__Task brief__
Look over the lines below. Report each one that includes the string "NewServiceOrder".

__Stored items__
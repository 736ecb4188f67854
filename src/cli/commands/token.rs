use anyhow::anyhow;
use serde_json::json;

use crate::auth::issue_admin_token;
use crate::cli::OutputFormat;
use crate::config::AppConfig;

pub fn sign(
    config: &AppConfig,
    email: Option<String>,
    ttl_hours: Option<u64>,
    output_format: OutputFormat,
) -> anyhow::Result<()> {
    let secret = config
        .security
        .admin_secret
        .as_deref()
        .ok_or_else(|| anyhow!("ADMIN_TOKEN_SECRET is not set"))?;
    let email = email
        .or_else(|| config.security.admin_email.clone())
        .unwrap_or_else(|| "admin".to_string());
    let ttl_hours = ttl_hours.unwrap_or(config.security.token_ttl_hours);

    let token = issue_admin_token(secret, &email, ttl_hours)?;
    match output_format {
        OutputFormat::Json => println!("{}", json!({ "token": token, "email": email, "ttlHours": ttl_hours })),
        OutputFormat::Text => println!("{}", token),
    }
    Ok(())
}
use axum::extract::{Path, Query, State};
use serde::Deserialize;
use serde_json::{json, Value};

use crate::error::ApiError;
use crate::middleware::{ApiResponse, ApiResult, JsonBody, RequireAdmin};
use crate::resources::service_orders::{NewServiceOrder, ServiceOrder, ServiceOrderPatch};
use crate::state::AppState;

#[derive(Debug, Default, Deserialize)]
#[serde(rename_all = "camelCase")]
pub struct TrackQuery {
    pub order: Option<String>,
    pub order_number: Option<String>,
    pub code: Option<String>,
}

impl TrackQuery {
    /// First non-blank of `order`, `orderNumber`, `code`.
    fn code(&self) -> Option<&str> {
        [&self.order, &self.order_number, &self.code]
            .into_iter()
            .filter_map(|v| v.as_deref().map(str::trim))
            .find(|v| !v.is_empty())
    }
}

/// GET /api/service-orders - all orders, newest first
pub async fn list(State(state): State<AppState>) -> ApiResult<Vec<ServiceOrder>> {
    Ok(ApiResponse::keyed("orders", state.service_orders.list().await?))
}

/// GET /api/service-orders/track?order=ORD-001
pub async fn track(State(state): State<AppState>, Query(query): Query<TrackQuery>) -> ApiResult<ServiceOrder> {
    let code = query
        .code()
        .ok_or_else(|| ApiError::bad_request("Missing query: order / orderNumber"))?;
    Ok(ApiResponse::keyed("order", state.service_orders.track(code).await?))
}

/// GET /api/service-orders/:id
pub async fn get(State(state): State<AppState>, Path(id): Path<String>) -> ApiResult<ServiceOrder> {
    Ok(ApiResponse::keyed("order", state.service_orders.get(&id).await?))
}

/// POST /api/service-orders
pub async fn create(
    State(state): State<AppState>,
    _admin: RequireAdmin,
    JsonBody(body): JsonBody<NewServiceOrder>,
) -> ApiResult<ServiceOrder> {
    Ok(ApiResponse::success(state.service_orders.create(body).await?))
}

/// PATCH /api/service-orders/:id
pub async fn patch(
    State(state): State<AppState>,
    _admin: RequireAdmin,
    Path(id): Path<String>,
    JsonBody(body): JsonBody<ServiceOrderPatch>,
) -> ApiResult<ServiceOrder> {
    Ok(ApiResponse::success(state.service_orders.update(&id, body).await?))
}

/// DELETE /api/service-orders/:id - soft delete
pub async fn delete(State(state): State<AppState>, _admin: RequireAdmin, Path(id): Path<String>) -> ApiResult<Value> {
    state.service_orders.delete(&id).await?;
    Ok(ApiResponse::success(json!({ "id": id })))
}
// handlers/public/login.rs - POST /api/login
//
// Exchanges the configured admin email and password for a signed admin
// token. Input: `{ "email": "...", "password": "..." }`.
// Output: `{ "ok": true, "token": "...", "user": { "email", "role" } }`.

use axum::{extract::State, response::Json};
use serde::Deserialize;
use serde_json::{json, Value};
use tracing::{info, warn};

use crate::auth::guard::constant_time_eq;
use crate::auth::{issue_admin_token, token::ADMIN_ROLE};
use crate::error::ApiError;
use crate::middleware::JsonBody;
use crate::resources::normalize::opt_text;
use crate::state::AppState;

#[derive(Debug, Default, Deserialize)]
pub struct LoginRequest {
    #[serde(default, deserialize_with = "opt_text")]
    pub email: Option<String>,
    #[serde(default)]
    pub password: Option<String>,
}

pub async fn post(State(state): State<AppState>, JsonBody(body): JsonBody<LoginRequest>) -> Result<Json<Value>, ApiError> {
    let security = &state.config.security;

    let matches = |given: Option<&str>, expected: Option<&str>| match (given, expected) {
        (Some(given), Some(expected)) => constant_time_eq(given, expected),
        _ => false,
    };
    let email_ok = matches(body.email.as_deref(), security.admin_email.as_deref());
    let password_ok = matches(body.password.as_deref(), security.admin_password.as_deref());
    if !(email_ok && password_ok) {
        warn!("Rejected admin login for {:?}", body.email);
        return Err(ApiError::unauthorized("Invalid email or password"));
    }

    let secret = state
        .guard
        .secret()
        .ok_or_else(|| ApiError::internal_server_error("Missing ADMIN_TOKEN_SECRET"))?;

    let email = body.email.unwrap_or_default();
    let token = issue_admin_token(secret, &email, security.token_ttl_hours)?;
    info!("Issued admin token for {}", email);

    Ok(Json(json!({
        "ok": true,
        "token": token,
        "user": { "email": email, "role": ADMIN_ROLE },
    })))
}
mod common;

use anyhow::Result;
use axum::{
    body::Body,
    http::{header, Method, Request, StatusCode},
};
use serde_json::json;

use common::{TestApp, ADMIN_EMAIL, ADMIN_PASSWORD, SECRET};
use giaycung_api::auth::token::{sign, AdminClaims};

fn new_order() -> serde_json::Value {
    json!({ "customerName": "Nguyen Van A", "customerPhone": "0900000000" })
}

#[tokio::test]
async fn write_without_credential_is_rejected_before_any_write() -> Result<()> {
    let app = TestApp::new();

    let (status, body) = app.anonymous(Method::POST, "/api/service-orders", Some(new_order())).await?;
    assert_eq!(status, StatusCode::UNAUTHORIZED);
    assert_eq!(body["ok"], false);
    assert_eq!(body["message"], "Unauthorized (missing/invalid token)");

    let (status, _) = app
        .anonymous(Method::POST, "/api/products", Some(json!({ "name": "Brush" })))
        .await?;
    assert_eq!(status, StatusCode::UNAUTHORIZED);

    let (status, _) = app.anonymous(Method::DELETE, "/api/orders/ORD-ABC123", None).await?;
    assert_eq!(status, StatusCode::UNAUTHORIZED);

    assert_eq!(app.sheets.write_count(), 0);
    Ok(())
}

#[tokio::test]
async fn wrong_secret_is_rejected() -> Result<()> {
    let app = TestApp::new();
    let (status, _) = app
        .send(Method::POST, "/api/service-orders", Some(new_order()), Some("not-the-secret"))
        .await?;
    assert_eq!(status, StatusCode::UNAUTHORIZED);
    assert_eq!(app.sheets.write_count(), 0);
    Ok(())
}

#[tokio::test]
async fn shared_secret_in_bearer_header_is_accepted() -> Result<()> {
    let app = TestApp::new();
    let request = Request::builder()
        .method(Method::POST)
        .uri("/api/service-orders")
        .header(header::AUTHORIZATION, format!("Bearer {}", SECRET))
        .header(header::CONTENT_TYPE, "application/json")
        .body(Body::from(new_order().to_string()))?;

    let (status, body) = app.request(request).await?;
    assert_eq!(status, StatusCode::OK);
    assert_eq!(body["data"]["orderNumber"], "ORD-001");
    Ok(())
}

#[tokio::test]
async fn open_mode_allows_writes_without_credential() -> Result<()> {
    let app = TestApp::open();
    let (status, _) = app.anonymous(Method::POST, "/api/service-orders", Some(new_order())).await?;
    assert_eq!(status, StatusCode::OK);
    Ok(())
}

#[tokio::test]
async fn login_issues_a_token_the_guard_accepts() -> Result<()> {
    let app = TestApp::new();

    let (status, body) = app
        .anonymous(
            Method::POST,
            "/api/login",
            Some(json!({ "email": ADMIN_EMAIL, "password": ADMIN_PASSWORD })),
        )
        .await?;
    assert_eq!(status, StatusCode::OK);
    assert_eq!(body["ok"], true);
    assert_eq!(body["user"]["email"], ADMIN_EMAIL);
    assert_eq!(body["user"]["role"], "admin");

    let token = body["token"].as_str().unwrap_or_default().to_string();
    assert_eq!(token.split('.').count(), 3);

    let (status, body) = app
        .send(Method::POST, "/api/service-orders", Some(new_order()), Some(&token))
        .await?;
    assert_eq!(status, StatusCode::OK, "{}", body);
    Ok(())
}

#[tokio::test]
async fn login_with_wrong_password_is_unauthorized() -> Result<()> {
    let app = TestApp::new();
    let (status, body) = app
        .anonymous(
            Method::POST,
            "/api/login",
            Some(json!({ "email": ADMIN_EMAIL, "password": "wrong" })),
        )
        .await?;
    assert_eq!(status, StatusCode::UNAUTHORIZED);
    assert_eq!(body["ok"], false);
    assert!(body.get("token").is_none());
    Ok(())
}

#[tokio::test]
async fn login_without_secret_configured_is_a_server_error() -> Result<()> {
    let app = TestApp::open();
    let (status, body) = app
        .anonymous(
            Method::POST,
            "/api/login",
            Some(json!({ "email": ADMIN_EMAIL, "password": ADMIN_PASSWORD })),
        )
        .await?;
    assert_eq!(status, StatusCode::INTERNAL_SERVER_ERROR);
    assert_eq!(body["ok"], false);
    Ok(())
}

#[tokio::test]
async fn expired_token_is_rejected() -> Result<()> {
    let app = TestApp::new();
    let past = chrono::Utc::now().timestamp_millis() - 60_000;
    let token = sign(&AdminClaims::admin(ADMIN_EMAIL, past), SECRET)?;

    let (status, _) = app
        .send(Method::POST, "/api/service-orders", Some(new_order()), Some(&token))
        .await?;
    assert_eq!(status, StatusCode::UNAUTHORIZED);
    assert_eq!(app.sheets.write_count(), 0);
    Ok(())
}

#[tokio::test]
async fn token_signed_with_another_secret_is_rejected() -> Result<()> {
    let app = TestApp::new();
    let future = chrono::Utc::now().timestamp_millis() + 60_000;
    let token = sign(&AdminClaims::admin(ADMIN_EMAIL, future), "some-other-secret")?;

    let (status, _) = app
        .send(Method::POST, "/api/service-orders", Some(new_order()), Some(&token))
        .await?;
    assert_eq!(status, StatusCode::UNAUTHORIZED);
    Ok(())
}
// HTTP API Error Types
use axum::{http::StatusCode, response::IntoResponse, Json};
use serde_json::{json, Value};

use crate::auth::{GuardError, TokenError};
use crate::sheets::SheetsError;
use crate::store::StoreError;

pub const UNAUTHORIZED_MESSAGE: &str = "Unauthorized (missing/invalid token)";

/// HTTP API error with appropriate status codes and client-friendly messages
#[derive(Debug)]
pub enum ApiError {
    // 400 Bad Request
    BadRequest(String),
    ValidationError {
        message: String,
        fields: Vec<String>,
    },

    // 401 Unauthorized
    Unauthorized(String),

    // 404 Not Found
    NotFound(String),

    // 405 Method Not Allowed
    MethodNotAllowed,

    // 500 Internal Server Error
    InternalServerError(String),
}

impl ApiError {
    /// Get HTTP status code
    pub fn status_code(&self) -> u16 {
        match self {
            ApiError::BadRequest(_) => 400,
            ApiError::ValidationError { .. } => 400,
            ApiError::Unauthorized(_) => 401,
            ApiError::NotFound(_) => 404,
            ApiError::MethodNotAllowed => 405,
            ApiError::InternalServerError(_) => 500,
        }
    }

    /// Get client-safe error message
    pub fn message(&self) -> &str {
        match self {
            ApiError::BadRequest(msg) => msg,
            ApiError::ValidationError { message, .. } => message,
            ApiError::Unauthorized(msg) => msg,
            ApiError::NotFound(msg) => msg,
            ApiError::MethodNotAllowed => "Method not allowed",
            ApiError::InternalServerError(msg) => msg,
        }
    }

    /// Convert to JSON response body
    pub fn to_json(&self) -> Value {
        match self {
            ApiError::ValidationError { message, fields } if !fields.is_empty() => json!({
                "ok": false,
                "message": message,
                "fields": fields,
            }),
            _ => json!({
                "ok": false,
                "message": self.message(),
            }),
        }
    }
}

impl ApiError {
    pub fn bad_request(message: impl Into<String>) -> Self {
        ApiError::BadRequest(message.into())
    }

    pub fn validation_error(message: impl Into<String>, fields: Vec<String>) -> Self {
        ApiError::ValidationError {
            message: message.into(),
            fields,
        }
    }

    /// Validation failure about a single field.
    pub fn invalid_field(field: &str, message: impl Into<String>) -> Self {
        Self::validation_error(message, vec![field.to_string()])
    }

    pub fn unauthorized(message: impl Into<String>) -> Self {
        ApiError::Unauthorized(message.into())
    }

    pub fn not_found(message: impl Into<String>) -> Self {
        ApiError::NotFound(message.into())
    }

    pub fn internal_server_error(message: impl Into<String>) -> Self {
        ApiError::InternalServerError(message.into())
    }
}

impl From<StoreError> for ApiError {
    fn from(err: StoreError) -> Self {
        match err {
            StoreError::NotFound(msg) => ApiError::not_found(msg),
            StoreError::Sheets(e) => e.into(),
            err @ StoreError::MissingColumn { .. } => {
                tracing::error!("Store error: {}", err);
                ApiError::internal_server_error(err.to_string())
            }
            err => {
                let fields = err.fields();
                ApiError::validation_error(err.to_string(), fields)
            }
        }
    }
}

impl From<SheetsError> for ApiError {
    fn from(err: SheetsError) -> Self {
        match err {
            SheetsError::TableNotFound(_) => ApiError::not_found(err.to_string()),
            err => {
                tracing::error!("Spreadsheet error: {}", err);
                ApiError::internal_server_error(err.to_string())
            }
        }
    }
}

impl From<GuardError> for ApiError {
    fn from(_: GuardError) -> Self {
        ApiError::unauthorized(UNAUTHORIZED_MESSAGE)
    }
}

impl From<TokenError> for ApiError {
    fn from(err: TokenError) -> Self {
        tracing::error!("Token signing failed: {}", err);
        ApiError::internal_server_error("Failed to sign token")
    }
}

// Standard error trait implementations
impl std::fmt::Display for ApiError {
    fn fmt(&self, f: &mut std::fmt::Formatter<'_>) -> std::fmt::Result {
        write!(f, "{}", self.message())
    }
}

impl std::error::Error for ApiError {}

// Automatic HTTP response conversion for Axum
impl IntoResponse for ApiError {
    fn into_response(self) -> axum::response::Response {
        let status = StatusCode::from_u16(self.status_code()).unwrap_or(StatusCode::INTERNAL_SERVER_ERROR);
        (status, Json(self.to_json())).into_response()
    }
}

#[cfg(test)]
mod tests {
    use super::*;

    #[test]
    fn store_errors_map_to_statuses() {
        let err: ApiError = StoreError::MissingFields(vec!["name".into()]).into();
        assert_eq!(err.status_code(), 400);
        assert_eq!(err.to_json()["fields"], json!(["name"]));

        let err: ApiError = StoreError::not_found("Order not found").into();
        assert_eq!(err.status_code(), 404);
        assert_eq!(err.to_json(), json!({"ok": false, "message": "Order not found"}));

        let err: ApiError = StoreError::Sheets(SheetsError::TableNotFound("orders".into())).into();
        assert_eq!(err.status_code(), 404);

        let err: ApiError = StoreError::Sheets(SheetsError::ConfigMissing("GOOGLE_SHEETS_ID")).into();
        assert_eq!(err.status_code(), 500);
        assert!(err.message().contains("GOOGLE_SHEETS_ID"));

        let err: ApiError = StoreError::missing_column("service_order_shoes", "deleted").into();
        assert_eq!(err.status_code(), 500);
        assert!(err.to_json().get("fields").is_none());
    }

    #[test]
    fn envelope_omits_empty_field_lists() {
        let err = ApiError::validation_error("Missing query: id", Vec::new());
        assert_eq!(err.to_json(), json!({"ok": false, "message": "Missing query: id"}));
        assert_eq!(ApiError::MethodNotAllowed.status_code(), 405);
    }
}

__Answer space__
use crate::resources::service_orders::{NewServiceOrder, ServiceOrder, ServiceOrderPatch};
    JsonBody(body): JsonBody<NewServiceOrder>,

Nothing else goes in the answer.